In this work we compared proteomic changes in non-human primate (NHP) retinas at the onset of early experimental glaucoma (EEG) and 3 weeks after optic nerve transection (ONT), as a means to identify regulators in the retina's response to EEG and ONT. Both eyes of 7 NHPs with either unilateral EEG (n = 4) or ONT (n = 3) were enucleated. Proteins were analyzed by a label-free quantitative mass spectrometry system and the abundance of identified retinal proteins was compared between the treated eye and its contralateral control for each NHP. Cellular processes associated with regulated proteins were identified using the MetaCore program. As a result, a total of 209 and 200 proteins were identified in EEG and ONT retinas, respectively.
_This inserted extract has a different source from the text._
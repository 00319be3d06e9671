pub mod currency;
pub mod error;
pub mod logger;
pub mod validation;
The EEG eyes exhibited two distinguishable levels of maximum IOP: the highest IOP <27 mmHg (n = 2) and >45 mmHg (n = 2), termed mild IOP EEG and high IOP EEG eyes, respectively. A limited overlap of proteins regulated in the same direction was seen between the high IOP EEG and either the mild IOP EEG eyes or ONT eyes. Most of the proteins that were up regulated in the high IOP EEG eyes were down regulated in the mild IOP EEG eyes; the latter showed an overall down regulation that was not seen in the other two conditions. An association with cytoskeleton regulation was recognized for up-regulated proteins in the high IOP EEG eyes. We conclude that mild IOP EEG, high IOP EEG and ONT retinas exhibited condition-specific proteomic changes with little overlap between conditions. Cytoarchitecture regulation appears to be a component of the early retinal response to chronic experimental IOP elevation.

PMID:
21530506
DOI:
10.1016/j.exer.2011.03.020
[PubMed - indexed for MEDLINE]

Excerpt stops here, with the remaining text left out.